By Ellie Kouremenou, Common Power Communications Manager, Greenpeace

The climate crisis is one of the biggest challenges faced by humanity, but addressing it through the transition to clean energy also offers an enormous opportunity, as proved by the Minoan Energy Community on the Greek island of Crete. One-and-a-half years after a devastating earthquake struck the village of Arkalochori, claiming the life of one person, injuring 20 and forcing 20% of the population to evacuate destroyed homes and businesses, a community is driving its recovery with clean energy. The Minoan Energy Community was initially established to approach a sustainable pattern of development at an economic and social level, to connecting locals to a 405kW solar energy park in 2019. Initially, over 100 people saw a reduction of their electricity bills.

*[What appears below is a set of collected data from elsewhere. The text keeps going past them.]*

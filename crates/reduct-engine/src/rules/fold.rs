//! Element-by-element monoid folds.
//!
//! These are the reference semantics for every fold head. The bulk engine
//! computes the same values with batched kernels and must agree with this
//! module on every input.
//!
//! Common steps for a fold node:
//! 1. No arguments: the identity.
//! 2. One argument: that argument, unwrapped and unchanged.
//! 3. Numeric folds coerce boolean arguments to the integers 0/1.
//! 4. Fold; any argument of the wrong kind, or a result that does not fit
//!    in an `i64`, leaves the node with its (coerced) arguments.

use reduct_core::{Arguments, ComplexExpression, Expression, Literal};

/// A monoid fold over the arguments of an associative head.
#[derive(Clone, Copy, Debug, PartialEq, Eq, Hash)]
pub enum FoldKind {
    /// Integer addition, identity 0.
    Sum,
    /// Integer multiplication, identity 1.
    Product,
    /// String concatenation, identity "".
    Concat,
}

impl FoldKind {
    /// Returns the identity element.
    #[must_use]
    pub fn identity(self) -> Literal {
        match self {
            FoldKind::Sum => Literal::Integer(0),
            FoldKind::Product => Literal::Integer(1),
            FoldKind::Concat => Literal::from(""),
        }
    }

    /// Returns true for folds over integers.
    #[must_use]
    pub const fn is_numeric(self) -> bool {
        matches!(self, FoldKind::Sum | FoldKind::Product)
    }

    /// Returns true if argument order does not matter.
    #[must_use]
    pub const fn is_commutative(self) -> bool {
        self.is_numeric()
    }

    /// Reduces an evaluated node element by element.
    #[must_use]
    pub fn reduce(self, node: ComplexExpression) -> Expression {
        let (head, mut arguments) = node.into_parts();
        match arguments.len() {
            0 => return self.identity().into(),
            1 => return arguments.swap_remove(0),
            _ => {}
        }

        let arguments = if self.is_numeric() {
            coerce_booleans(arguments)
        } else {
            arguments
        };

        let folded = match self {
            FoldKind::Sum => sum(&arguments),
            FoldKind::Product => product(&arguments),
            FoldKind::Concat => concat(&arguments),
        };

        folded.unwrap_or_else(|| ComplexExpression::from_parts(head, arguments).into())
    }
}

/// Rewrites boolean literals as integer literals.
pub(crate) fn coerce_booleans(arguments: Arguments) -> Arguments {
    if !arguments.iter().any(is_boolean) {
        return arguments;
    }

    arguments
        .into_iter()
        .map(|argument| match argument {
            Expression::Literal(Literal::Boolean(b)) => Expression::from(i64::from(b)),
            other => other,
        })
        .collect()
}

fn is_boolean(argument: &Expression) -> bool {
    matches!(argument, Expression::Literal(Literal::Boolean(_)))
}

fn integer(argument: &Expression) -> Option<i64> {
    match argument {
        Expression::Literal(Literal::Integer(n)) => Some(*n),
        _ => None,
    }
}

fn sum(arguments: &[Expression]) -> Option<Expression> {
    let mut total: i128 = 0;
    for argument in arguments {
        total += i128::from(integer(argument)?);
    }
    i64::try_from(total).ok().map(Expression::from)
}

fn product(arguments: &[Expression]) -> Option<Expression> {
    let mut total = Some(1i128);
    let mut saw_zero = false;
    for argument in arguments {
        let n = integer(argument)?;
        if n == 0 {
            saw_zero = true;
        } else {
            // Once it overflows, the exact product is out of range anyway.
            total = total.and_then(|t| t.checked_mul(i128::from(n)));
        }
    }

    if saw_zero {
        return Some(Expression::from(0));
    }
    total
        .and_then(|t| i64::try_from(t).ok())
        .map(Expression::from)
}

fn concat(arguments: &[Expression]) -> Option<Expression> {
    let mut out = String::new();
    for argument in arguments {
        out.push_str(argument.as_str()?);
    }
    Some(Expression::from(out))
}

#[cfg(test)]
mod tests {
    use super::*;
    use reduct_core::{call, Symbol};

    fn reduce(kind: FoldKind, e: &Expression) -> Expression {
        kind.reduce(e.as_complex().unwrap().clone())
    }

    #[test]
    fn test_sum() {
        assert_eq!(reduce(FoldKind::Sum, &call!("Plus", 1, 2)), Expression::from(3));
        assert_eq!(
            reduce(FoldKind::Sum, &call!("Plus", 1, 2, 3, 4, 5, 6, 7, 8, 9, 10)),
            Expression::from(55)
        );
        assert_eq!(reduce(FoldKind::Sum, &call!("Plus", true, true, 5)), Expression::from(7));
    }

    #[test]
    fn test_identity_and_single_argument() {
        assert_eq!(reduce(FoldKind::Sum, &call!("Plus")), Expression::from(0));
        assert_eq!(reduce(FoldKind::Product, &call!("Times")), Expression::from(1));
        assert_eq!(reduce(FoldKind::Concat, &call!("StringJoin")), Expression::from(""));

        assert_eq!(reduce(FoldKind::Sum, &call!("Plus", 9)), Expression::from(9));
        assert_eq!(
            reduce(FoldKind::Sum, &call!("Plus", Symbol::new("A"))),
            Expression::symbol("A")
        );
        assert_eq!(reduce(FoldKind::Sum, &call!("Plus", true)), Expression::from(true));
        assert_eq!(reduce(FoldKind::Product, &call!("Times", false)), Expression::from(false));
        assert_eq!(reduce(FoldKind::Concat, &call!("StringJoin", 3)), Expression::from(3));
    }

    #[test]
    fn test_single_boolean_is_not_coerced() {
        let engine = crate::DefaultEngine::new();
        assert_eq!(
            crate::Engine::evaluate(&engine, &call!("Plus", true)).unwrap(),
            Expression::from(true)
        );
        assert_eq!(
            crate::Engine::evaluate(&engine, &call!("Plus", call!("Plus", false))).unwrap(),
            Expression::from(false)
        );
        assert_eq!(
            crate::Engine::evaluate(&engine, &call!("Plus", true, true)).unwrap(),
            Expression::from(2)
        );
    }

    #[test]
    fn test_string_disqualifies_numeric_fold() {
        let result = reduce(FoldKind::Sum, &call!("Plus", 1, true, "x"));
        assert_eq!(result, call!("Plus", 1, 1, "x"));
    }

    #[test]
    fn test_symbol_disqualifies_numeric_fold() {
        let result = reduce(FoldKind::Sum, &call!("Plus", Symbol::new("A"), 55));
        assert_eq!(result, call!("Plus", Symbol::new("A"), 55));
    }

    #[test]
    fn test_sum_overflow_leaves_node() {
        let e = call!("Plus", i64::MAX, 1);
        assert_eq!(reduce(FoldKind::Sum, &e), e);

        // Intermediate overflow that cancels out still folds.
        let e = call!("Plus", i64::MAX, 1, -1);
        assert_eq!(reduce(FoldKind::Sum, &e), Expression::from(i64::MAX));
    }

    #[test]
    fn test_product() {
        assert_eq!(reduce(FoldKind::Product, &call!("Times", 2, 3, 7)), Expression::from(42));
        assert_eq!(reduce(FoldKind::Product, &call!("Times", 5, false)), Expression::from(0));
        assert_eq!(
            reduce(FoldKind::Product, &call!("Times", i64::MAX, i64::MAX, i64::MAX, 0)),
            Expression::from(0)
        );

        let e = call!("Times", i64::MAX, 2);
        assert_eq!(reduce(FoldKind::Product, &e), e);

        let e = call!("Times", 0, "x");
        assert_eq!(reduce(FoldKind::Product, &e), e);
    }

    #[test]
    fn test_concat() {
        assert_eq!(
            reduce(FoldKind::Concat, &call!("StringJoin", "howdie", " ", "world")),
            Expression::from("howdie world")
        );

        // No boolean coercion for strings.
        let e = call!("StringJoin", "a", true);
        assert_eq!(reduce(FoldKind::Concat, &e), e);
    }
}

Following the 2021 earthquake, the Minoan Energy Community increased its efforts and completed a second solar project, providing clean energy to 60 earthquake-stricken families.

What actually triggered our initiative was our willingness to take energy transition in Crete into our own hands, ”says Dimitris Katsaprakakis, a founding member of the Minoan Energy Community and a Professor at the Department of Mechanical Engineering of the Hellenic Mediterranean University. “After the Greek recession and the pandemic, it was very difficult for most of our members, households and businesses to meet their energy needs,” adds Lampis Giannopoulos, an agronomist, former mayor of Arkalochori and President of Minoan Energy Community. The help received through solar projects is substantial as households can be relieved from high energy costs while many businesses can become viable, ”he says. An ordinary community member sees a 70% decrease in their electricity bills, a relief for households and small businesses struggling after the 2021 earthquake. The community’s key objective is to promote energy democracy – that is the active participation of their citizens, local self-government, and small and medium-sized businesses in the generation of their own energy for self-consumption, as well as for their financial support. The first energy projects of the community are completed and the licensing process for a third project, also with a capacity of 1 MW, has already begun. The community’s next steps are also already under way, branching out into other types of clean energy such as wind and energy efficiency.

The Minoan Energy Community has recently been awarded in the framework of the European Sustainable Energy Week 2022 in the Local Energy Action category. This award concerns sustainable energy actions that are organised and implemented by a group of citizens or consumers and that contribute to the transition to clean energy at community or local level (EUSEW). The community has become a leading example for Greece and beyond as it is the largest energy community in the country, boasting two completed solar projects, with about 600 members, among which are the Region of Crete, three municipalities of Crete, the Holy Metropolis, institutions, cooperatives and municipal enterprises.

The importance of clean energy remains one of the key priorities of the Minoan Energy Community: “The need for this energy transition is what mainly drives us, because it is the main action that someone can take to tackle climate change, which is the greatest modern threat,” says Lampis.